──────── RECORDS FOR THIS TASK
//! Provider types

use serde::Deserialize;
use std::path::PathBuf;
use std::time::Duration;
use thiserror::Error;

/// Chain provider errors
#[derive(Debug, Clone, PartialEq, Eq, Error)]
pub enum ProviderError {
    /// Upstream throttled the request
    #[error("Rate limited")]
    RateLimited,

    /// No data for this ticker
    #[error("Not available")]
    NotAvailable,

    /// Network or upstream failure that may succeed on retry
    #[error("Transient failure: {0}")]
    Transient(String),

    /// Request did not complete in time
    #[error("Timed out")]
    Timeout,

    /// Response arrived but could not be decoded
    #[error("Malformed response: {0}")]
    Malformed(String),
}

impl ProviderError {
    /// Worth retrying at the provider boundary
    pub fn is_retryable(&self) -> bool {
        matches!(
            self,
            ProviderError::RateLimited | ProviderError::Transient(_) | ProviderError::Timeout
        )
    }
}

impl From<reqwest::Error> for ProviderError {
    fn from(e: reqwest::Error) -> Self {
        if e.is_timeout() {
            ProviderError::Timeout
        } else if e.is_decode() {
            ProviderError::Malformed(e.to_string())
        } else {
            ProviderError::Transient(e.to_string())
        }
    }
}

/// Provider configuration
#[derive(Debug, Clone, Deserialize)]
#[serde(default)]
pub struct ProviderConfig {
    /// HTTP API base URL
    pub base_url: Option<String>,
    /// Bearer token for the HTTP API
    pub api_key: Option<String>,
    /// Directory of `<TICKER>.chain.json` snapshots for offline runs
    pub data_dir: Option<PathBuf>,
    pub timeout_secs: u64,
    pub max_retries: u32,
    pub backoff_base_ms: u64,
    pub backoff_max_ms: u64,
}

impl ProviderConfig {
    pub fn timeout(&self) -> Duration {
        Duration::from_secs(self.timeout_secs)
    }
}

impl Default for ProviderConfig {
    fn default() -> Self {
        Self {
            base_url: None,
            api_key: None,
            data_dir: None,
            timeout_secs: 10,
            max_retries: 3,
            backoff_base_ms: 500,
            backoff_max_ms: 8_000,
        }
    }
}

/// Exponential backoff: base * 2^(attempt-1), capped
pub fn backoff_delay(attempt: u32, base_ms: u64, max_ms: u64) -> Duration {
    let exponent = attempt.saturating_sub(1).min(10);
    let delay = base_ms.saturating_mul(1u64 << exponent);
    Duration::from_millis(delay.min(max_ms))
}
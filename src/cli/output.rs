//! Terminal rendering shared by the commands

use crate::signal::Signal;
use clap::ValueEnum;

/// Output format for command results
#[derive(Debug, Clone, Copy, Default, PartialEq, Eq, ValueEnum)]
pub enum OutputFormat {
    #[default]
    Table,
    Json,
}

/// Print signals as an aligned table
pub fn print_signal_table(signals: &[Signal]) {
    if signals.is_empty() {
        println!("No signals.");
        return;
    }

    println!(
        "{:<6} {:<24} {:<5} {:>6} {:>5} {:<8} {:>14} {:>6} {:<7} {:>5} {:<6}",
        "TICKER",
        "CONTRACT",
        "GRADE",
        "SCORE",
        "DTE",
        "SENT",
        "PREMIUM",
        "VOL/OI",
        "RISK",
        "SEEN",
        "SPREAD"
    );
    for signal in signals {
        let vol_oi = crate::decimal::count_ratio(signal.volume, signal.open_interest)
            .map(|r| format!("{:.1}", r))
            .unwrap_or_else(|| "-".to_string());
        let spread = if signal.is_likely_spread {
            signal.spread_type.to_string()
        } else {
            "-".to_string()
        };
        println!(
            "{:<6} {:<24} {:<5} {:>6.3} {:>5} {:<8} {:>14.0} {:>6} {:<7} {:>5} {:<6}",
            signal.ticker,
            signal.option_symbol,
            signal.grade.to_string(),
            signal.overall_score,
            signal.days_to_expiry,
            signal.sentiment.to_string(),
            signal.premium_flow,
            vol_oi,
            signal.risk_level.to_string(),
            signal.detection_count,
            spread
        );
    }
}

/// Print any serializable value as pretty JSON
pub fn print_json<T: serde::Serialize>(value: &T) -> anyhow::Result<()> {
    println!("{}", serde_json::to_string_pretty(value)?);
    Ok(())
}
────────────────
Using the listing, say how many lines include the word "None", and add nothing else.

SOLUTION TO THE EXERCISE ::
3